Lot 421

FINE CARVED MAHOGANY SETTEE
IN THE GEORGE II MANNER

Fine & Decorative Furniture and Art
Auction: 30 September 2009 at 12:00 BST
Description
the shaped back centred by an acanthus and shell carved cresting, with out scrolling arms with dog's mask facing, above a stuffed over seat, raised on lion's mask carved cabriole legs ending in hairy paw feet and united by an acanthus carved wavy apron
Dimensions
216cm wide
Footnote
This settee is also near identical design to the celebrated suite now divided amongst some of the world's finest public and private collections. The suite's provenance prior to the 20th century has yet to be established but Symonds states that Moss Harris acquired a set of twelve chairs soon after the First World War which he proceeded to sell singly and in pairs. Harris certainly illustrates one in his book 'The English Chair'. However, in 1906 Macquoid illustrated a single chair as the property of Messrs Isaacs, who later became Moss Harris, so the firm obviously had an interest earlier than this. He also illustrates a sofa (colour Pl. XXXIV) from the same suite as the property of Frank Partridge; this is the only recorded appearance of the sofa.

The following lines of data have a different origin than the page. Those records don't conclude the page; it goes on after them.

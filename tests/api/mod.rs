mod ws_tests;
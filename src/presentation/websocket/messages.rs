//! WebSocket Message Types
//!
//! Envelopes pushed to clients and the frame shape clients may send back.
//! Every outbound envelope is one JSON object per text frame, tagged by its
//! `channel` field.

use serde::{Deserialize, Serialize};
use serde_json::Value;

use crate::domain::{PeerKey, UserId};

/// Outbound envelope, one variant per channel tag
#[derive(Debug, Clone, PartialEq, Serialize, Deserialize)]
#[serde(tag = "channel")]
pub enum Envelope {
    #[serde(rename = "chat")]
    Chat { payload: Value },

    #[serde(rename = "notifications")]
    Notification { to: UserId, payload: Value },
    #[serde(rename = "notifications-new")]
    NotificationNew { to: UserId, payload: Value },
    #[serde(rename = "notifications-read")]
    NotificationRead { to: UserId, payload: Value },
    #[serde(rename = "notifications-delete")]
    NotificationDelete { to: UserId, payload: Value },
    #[serde(rename = "notifications-all-read")]
    NotificationAllRead { to: UserId, payload: Value },

    #[serde(rename = "status")]
    Status { user: PeerKey, status: bool },

    #[serde(rename = "new-chat")]
    NewChat { payload: Value },
    #[serde(rename = "new-post")]
    NewPost { payload: Value },
}

impl Envelope {
    /// Build the notification envelope for `kind`
    pub fn notification(kind: NotificationKind, to: UserId, payload: Value) -> Self {
        match kind {
            NotificationKind::General => Envelope::Notification { to, payload },
            NotificationKind::New => Envelope::NotificationNew { to, payload },
            NotificationKind::Read => Envelope::NotificationRead { to, payload },
            NotificationKind::Delete => Envelope::NotificationDelete { to, payload },
            NotificationKind::AllRead => Envelope::NotificationAllRead { to, payload },
        }
    }

    /// Channel tag as it appears on the wire
    pub fn channel(&self) -> &'static str {
        match self {
            Envelope::Chat { .. } => "chat",
            Envelope::Notification { .. } => "notifications",
            Envelope::NotificationNew { .. } => "notifications-new",
            Envelope::NotificationRead { .. } => "notifications-read",
            Envelope::NotificationDelete { .. } => "notifications-delete",
            Envelope::NotificationAllRead { .. } => "notifications-all-read",
            Envelope::Status { .. } => "status",
            Envelope::NewChat { .. } => "new-chat",
            Envelope::NewPost { .. } => "new-post",
        }
    }
}

/// Notification sub-channel, appended to `notifications` on the wire
#[derive(Debug, Clone, Copy, PartialEq, Eq)]
pub enum NotificationKind {
    /// Full notification list refresh
    General,
    /// A notification was created
    New,
    /// A notification was marked read
    Read,
    /// A notification was deleted
    Delete,
    /// Every notification was marked read
    AllRead,
}

impl NotificationKind {
    pub fn suffix(&self) -> &'static str {
        match self {
            NotificationKind::General => "",
            NotificationKind::New => "-new",
            NotificationKind::Read => "-read",
            NotificationKind::Delete => "-delete",
            NotificationKind::AllRead => "-all-read",
        }
    }
}

/// Online state announced in `status` envelopes
#[derive(Debug, Clone, Copy, PartialEq, Eq)]
pub enum PresenceStatus {
    Online,
    Offline,
}

impl PresenceStatus {
    pub fn is_online(&self) -> bool {
        matches!(self, PresenceStatus::Online)
    }
}

/// Frame received from a client
#[derive(Debug, Clone, PartialEq, Deserialize)]
pub struct InboundFrame {
    pub channel: String,
    #[serde(default)]
    pub payload: Value,
}
//! Common Test Utilities
//!
//! Shared helpers, fixtures, and test infrastructure.

#![allow(dead_code)]

use std::sync::Arc;
use std::time::Duration;

use axum::extract::ws::Message;
use axum_test::TestServer;
use futures::channel::mpsc;
use futures::{SinkExt, StreamExt};
use serde_json::Value;
use tokio::task::JoinHandle;

use social_fanout::config::Settings;
use social_fanout::domain::{AuthenticatedSession, UserId};
use social_fanout::infrastructure::cache::{InMemoryChatDirectory, InMemorySessionStore};
use social_fanout::presentation::http::routes::create_router;
use social_fanout::presentation::websocket::{serve_connection, Connection, Gateway};
use social_fanout::startup::AppState;

/// How long a client waits for a frame before giving up
pub const RECV_TIMEOUT: Duration = Duration::from_secs(2);

/// How long a client listens to conclude nothing more is coming
pub const QUIET_PERIOD: Duration = Duration::from_millis(100);

/// Test application builder
pub struct TestApp {
    pub server: TestServer,
    pub state: AppState,
    pub sessions: Arc<InMemorySessionStore>,
}

impl TestApp {
    /// Create a new test application with in-memory dependencies
    pub fn new() -> Self {
        let settings = Settings::from_defaults().unwrap();
        let sessions = Arc::new(InMemorySessionStore::new());
        let chats = Arc::new(InMemoryChatDirectory::new());
        let state = AppState::new(settings, sessions.clone(), chats);
        let server = TestServer::new(create_router(state.clone())).unwrap();

        Self {
            server,
            state,
            sessions,
        }
    }

    /// Register a login session under `token`
    pub fn login(&self, token: &str, user_id: i64) {
        self.sessions
            .insert(token, AuthenticatedSession::new(user_id, token));
    }
}

/// Gateway keyed by user id for status events
pub fn gateway(queue_capacity: usize) -> Arc<Gateway> {
    Arc::new(Gateway::new(
        Arc::new(InMemoryChatDirectory::new()),
        queue_capacity,
    ))
}

/// A browser tab wired to the gateway through in-memory channels
pub struct TestClient {
    pub connection: Arc<Connection>,
    outbound: mpsc::UnboundedReceiver<Message>,
    inbound: mpsc::UnboundedSender<Result<Message, String>>,
    task: JoinHandle<()>,
}

impl TestClient {
    /// Open, register and serve a connection for `user` on `session`
    pub async fn connect(gateway: &Arc<Gateway>, user: i64, session: &str) -> Self {
        let connection = gateway.open_connection(UserId(user), session.into());
        gateway.connect(&connection).await;

        let (sink, outbound) = mpsc::unbounded::<Message>();
        let (inbound, stream) = mpsc::unbounded::<Result<Message, String>>();
        let task = tokio::spawn(serve_connection(
            gateway.clone(),
            connection.clone(),
            sink,
            stream,
        ));

        Self {
            connection,
            outbound,
            inbound,
            task,
        }
    }

    /// Next text frame parsed as JSON
    pub async fn recv_json(&mut self) -> Value {
        let frame = tokio::time::timeout(RECV_TIMEOUT, self.outbound.next())
            .await
            .expect("timed out waiting for a frame")
            .expect("socket closed before a frame arrived");
        match frame {
            Message::Text(text) => serde_json::from_str(text.as_str()).unwrap(),
            other => panic!("unexpected frame: {:?}", other),
        }
    }

    /// Every frame that arrives until the socket goes quiet
    pub async fn drain_json(&mut self) -> Vec<Value> {
        let mut frames = Vec::new();
        while let Ok(Some(frame)) = tokio::time::timeout(QUIET_PERIOD, self.outbound.next()).await {
            if let Message::Text(text) = frame {
                frames.push(serde_json::from_str(text.as_str()).unwrap());
            }
        }
        frames
    }

    /// Assert no frame arrives within the quiet period
    pub async fn assert_silent(&mut self) {
        let frames = self.drain_json().await;
        assert!(frames.is_empty(), "expected silence, got {:?}", frames);
    }

    /// Send a text frame as the browser would
    pub async fn send_text(&mut self, text: &str) {
        self.inbound.send(Ok(Message::Text(text.into()))).await.unwrap();
    }

    /// Send a close frame as the browser would
    pub async fn send_close(&mut self) {
        self.inbound.send(Ok(Message::Close(None))).await.unwrap();
    }

    /// Stop accepting frames so the next write fails
    pub fn break_transport(&mut self) {
        self.outbound.close();
    }

    /// Wait until both connection loops have stopped
    pub async fn finished(self) {
        tokio::time::timeout(RECV_TIMEOUT, self.task)
            .await
            .expect("connection did not shut down")
            .unwrap();
    }
}

/// `status` events about `user` in arrival order
pub fn statuses_for(frames: &[Value], user: i64) -> Vec<bool> {
    frames
        .iter()
        .filter(|frame| frame["channel"] == "status" && frame["user"] == user)
        .map(|frame| frame["status"].as_bool().unwrap())
        .collect()
}
//! # Domain Value Objects
//!
//! Immutable value types that represent domain concepts without identity.
//!
//! ## Value Objects
//!
//! - **UserId**: Integer account key shared with the relational store
//! - **SessionId**: Login session a socket was authenticated under
//! - **ConnectionId**: Per-socket identity used for removal by identity

mod ids;

pub use ids::*;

A pair of armchairs were sold at Sotheby's in 1962 (March 30, lot 159) which included one from the collection of HH Mulliner (sold Christie's July 10, 1934 lot 92, also illustrated in Brackett p.229.); and two further pairs from the collection of HJ Joel were sold at the Childwick Bury house sale in 1978 (Christie's May 1, lots 76 and 77). In terms of published examples whose whereabouts are known, the Philadelphia Museum of Art has a single chair (Acc. No. 47-20-3) which was acquired from the collection of Francis P Garvan in 1929, and there is a pair in the Jon Gerstenfeld Collection which were acquired through Hotspur Ltd and may be one of the above mentioned pairs.
There is also a pair of chairs in the Metropolitan Museum of Art of near identical pattern which were acquired in 1964 from Irwin Untermeyer (Acc. Nos. 64.101.978 & 979). Untermeyer had bought them separately, one having belonged to Colonel Lindley Marcroft Scott (sold Sotheby's April 21, 1950 lot 64) and the other to Percival Griffiths at Sandridgebury (sold Christie's May 10,1939 lot 191); it is of note that Sandridgebury is very near Childwick Bury (see above). One of the examples in Brackett (p.214), and that in Edwards, is attributed to the collection of J Thursby Pelham, and is one of this type (this example has in the past been confused with the chair in the Philadelphia Museum of Art). A near identical pair of chairs, presumably from the same suite, was sold in these rooms 30th June 2001, lot 491 (£27,000)
Macquoid suggested the hand of Giles Grendey, presumably by comparison with the linen press in the collection of the Victoria and Albert Museum (see Coleridge pl. 373) which has panelled doors in Grendey's characteristic style and legs and aprons very similar to this settee. This attribution is widely discounted now although the correlation between the press and the settee is interesting.
Bibliography
William Rieder 'Highlights of the Untermeyer Collection of English and Continental Decorative Arts' 1977 No. 136.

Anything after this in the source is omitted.